= Qiu Shi Science and Technology Prize =

The Qiu Shi Prizes (求是奖 (求是獎)) are awarded on an annual basis in recognition of advances in science and technology. The Qiu Shi Science and Technology Foundation was established by Cha Chi Ming (查濟民) (1914–2007) in 1994 in Hong Kong, with the intention of promoting science and technology research in China, and to encourage and reward successful Chinese scientists and scholars. Prizes are awarded each year Prize categories include Physics, Chemistry, Physiology or Medicine, Mathematics or Information Technology.

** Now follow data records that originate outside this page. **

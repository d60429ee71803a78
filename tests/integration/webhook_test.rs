//! Paystack webhook gate tests
//!
//! Every rejected delivery is turned away before any repository access,
//! so these run without a database connection.

mod common;

use axum::body::Body;
use axum::http::{Request, StatusCode};
use longbow_paystack::signature::sign_body;

use common::{billing_app, lazy_pool, send, PAYSTACK_IP, TEST_WEBHOOK_SECRET};

fn webhook_request(ip: Option<&str>, signature: Option<&str>, body: &str) -> Request<Body> {
    let mut builder = Request::builder()
        .method("POST")
        .uri("/v1/payments/webhook")
        .header("content-type", "application/json");
    if let Some(ip) = ip {
        builder = builder.header("x-forwarded-for", ip);
    }
    if let Some(signature) = signature {
        builder = builder.header("x-paystack-signature", signature);
    }
    builder
        .body(Body::from(body.to_string()))
        .expect("request build")
}

#[tokio::test]
async fn test_delivery_without_origin_header_is_forbidden() {
    let app = billing_app(lazy_pool());
    let body = r#"{"event":"charge.success","data":{}}"#;
    let signature = sign_body(TEST_WEBHOOK_SECRET, body.as_bytes());

    let (status, json) = send(app, webhook_request(None, Some(&signature), body)).await;

    assert_eq!(status, StatusCode::FORBIDDEN);
    assert_eq!(json["error"], true);
}

#[tokio::test]
async fn test_delivery_from_unknown_address_is_forbidden() {
    let app = billing_app(lazy_pool());
    let body = r#"{"event":"charge.success","data":{}}"#;
    let signature = sign_body(TEST_WEBHOOK_SECRET, body.as_bytes());

    let (status, json) = send(
        app,
        webhook_request(Some("203.0.113.9"), Some(&signature), body),
    )
    .await;

    assert_eq!(status, StatusCode::FORBIDDEN);
    assert_eq!(json["error"], true);
}

#[tokio::test]
async fn test_missing_signature_is_rejected() {
    let app = billing_app(lazy_pool());
    let body = r#"{"event":"charge.success","data":{}}"#;

    let (status, json) = send(app, webhook_request(Some(PAYSTACK_IP), None, body)).await;

    assert_eq!(status, StatusCode::BAD_REQUEST);
    assert_eq!(json["error"], true);
    assert_eq!(json["message"], "Signature missing");
}

#[tokio::test]
async fn test_signature_from_wrong_secret_is_rejected() {
    let app = billing_app(lazy_pool());
    let body = r#"{"event":"charge.success","data":{}}"#;
    let signature = sign_body("sk_live_other_account", body.as_bytes());

    let (status, json) = send(
        app,
        webhook_request(Some(PAYSTACK_IP), Some(&signature), body),
    )
    .await;

    assert_eq!(status, StatusCode::BAD_REQUEST);
    assert_eq!(json["message"], "Invalid signature");
}

#[tokio::test]
async fn test_unhandled_event_is_acknowledged() {
    let app = billing_app(lazy_pool());
    let body = r#"{"event":"transfer.success","data":{"amount":5000}}"#;
    let signature = sign_body(TEST_WEBHOOK_SECRET, body.as_bytes());

    let (status, json) = send(
        app,
        webhook_request(Some(PAYSTACK_IP), Some(&signature), body),
    )
    .await;

    assert_eq!(status, StatusCode::OK);
    assert_eq!(json["error"], false);
    assert_eq!(json["message"], "purposely unhandled");
}

#[tokio::test]
async fn test_malformed_payload_is_rejected() {
    let app = billing_app(lazy_pool());
    let body = "this is not json";
    let signature = sign_body(TEST_WEBHOOK_SECRET, body.as_bytes());

    let (status, json) = send(
        app,
        webhook_request(Some(PAYSTACK_IP), Some(&signature), body),
    )
    .await;

    assert_eq!(status, StatusCode::BAD_REQUEST);
    assert_eq!(json["error"], true);
}

#[tokio::test]
async fn test_proxy_chain_trusts_rightmost_forwarded_address() {
    let app = billing_app(lazy_pool());
    let body = r#"{"event":"transfer.success","data":{}}"#;
    let signature = sign_body(TEST_WEBHOOK_SECRET, body.as_bytes());

    // Client-sent entries first, the address our proxy appended last.
    let forwarded = format!("198.51.100.4, {PAYSTACK_IP}");
    let (status, _) = send(
        app,
        webhook_request(Some(&forwarded), Some(&signature), body),
    )
    .await;

    assert_eq!(status, StatusCode::OK);
}

#[tokio::test]
async fn test_forged_forwarded_prefix_is_forbidden() {
    let app = billing_app(lazy_pool());
    let body = r#"{"event":"charge.success","data":{}}"#;
    let signature = sign_body(TEST_WEBHOOK_SECRET, body.as_bytes());

    // An attacker prepends Paystack's address, but the proxy appends
    // the real origin as the final entry.
    let forwarded = format!("{PAYSTACK_IP}, 203.0.113.9");
    let (status, json) = send(
        app,
        webhook_request(Some(&forwarded), Some(&signature), body),
    )
    .await;

    assert_eq!(status, StatusCode::FORBIDDEN);
    assert_eq!(json["error"], true);
}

Qiu Shi (求是 (Qiúshì); pronounced ch-OO/sh-ER) means "seeking truth". The Qiu Shi Foundation was named after Qiu Shi Academy (求是书院) in Hangzhou, which was subsequently renamed Zhejiang University (浙江大学). Qiu Shi Science and Technology Foundation is not related to the Qiushi journal, the political theory periodical.

== Founder/Foundation ==
Cha Chi-ming, GBM, JP, was born in 1914, in Haining County, Jiaxing, Zhejiang province. He studied textile technology and graduated from Zhejiang University in 1931. Cha built a multinational textile conglomerate. He was the chairman of CDW International Limited, The Mingly Corporation Limited and Hong Kong Resort International Limited. With his family, he donated US$20 million in 1994 to establish the award.

== The Qiu Shi Advisory Board ==
Members:

Chen Ning Yang (a Nobel laureate in physics),
Zhou Guangzhao (physicist, and honorary chairman of China Association for Science and Technology),
Yuan T. Lee (a Nobel laureate in chemistry),
Yuet Wai Kan (genetic researcher),
David Ho (physician and innovator of the "cocktail" therapy for HIV),
Andrew Yao (computer scientist and the first Asian A.M. Turing Award recipient).